The gap gene hunchback (hb) is required for the formation and segmentation of two regions of the Drosophila embryo, a broad anterior domain and a narrow posterior domain. Accumulation of hb transcript in the posterior of the embryo occurs in two phases, an initial cap covering the terminal 15% of the embryo followed by a stripe at the anterior edge of this region. By in situ hybridization with transcript-specific probes, we show that the cap is composed only of mRNA from the distal transcription initiation site (P1), while the later posterior stripe is composed of mRNA from both the distal and proximal (P2) transcription initiation sites.
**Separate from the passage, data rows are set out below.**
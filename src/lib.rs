//! 360° / VR panorama video player core.
//!
//! A [`VrLibrary`] owns one [`Player`] (render thread, GPU context, frame
//! composition) and one [`InteractiveStrategy`] (touch, fused rotation vector,
//! or raw-gyro head tracking) feeding it orientation.

pub mod commands;
pub mod config;
pub mod context;
pub mod device;
pub mod error;
pub mod eye;
pub mod head_tracker;
pub mod integrator;
pub mod library;
pub mod mesh;
#[cfg(any(test, feature = "test-util"))]
pub mod mock;
pub mod motion;
pub mod panorama;
pub mod player;
pub mod registry;
pub mod remap;
pub mod render_state;
pub mod renderer;
pub mod throttle;
pub mod video;
pub mod wgpu_backend;
pub mod window;

mod render_loop;

pub use config::{ConfigError, PlayerConfig};
pub use context::{GpuBackend, GpuContext, GraphicsDriver};
pub use device::RenderDevice;
pub use error::{PlayerError, Result};
pub use head_tracker::{HeadTracker, SensorKind, SensorSample};
pub use library::{PlayerCmd, VrLibrary};
pub use motion::{
    AssumeSensors, CardboardStrategy, Director, InteractiveMode, InteractiveStrategy,
    MotionStrategy, SensorProbe,
};
pub use panorama::ProjectionMode;
pub use player::Player;
pub use remap::DisplayRotation;
pub use render_state::{RenderState, VrConfig};
pub use video::{VideoFrame, VideoProducer};
pub use wgpu_backend::WgpuBackend;
pub use window::{NativeWindow, WindowRef};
Using a series of genomic rescue constructs and promoter-lacZ fusion genes, we define a 1.4 kb fragment of the hb upstream region that is both necessary and sufficient for posterior expression. Sequences within this fragment mediate regulation by the terminal gap genes tailless (tll) and a huckebein, which direct the formation of the posterior hb stripe. We show that the tll protein binds in vitro to specific sites within the 1.4 kb posterior enhancer region, providing the first direct evidence for activation of gene expression by tll. We propose a model in which the anterior border of the posterior hb stripe is determined by tll concentration in a manner analogous to the activation of anterior hb expression by bicoid.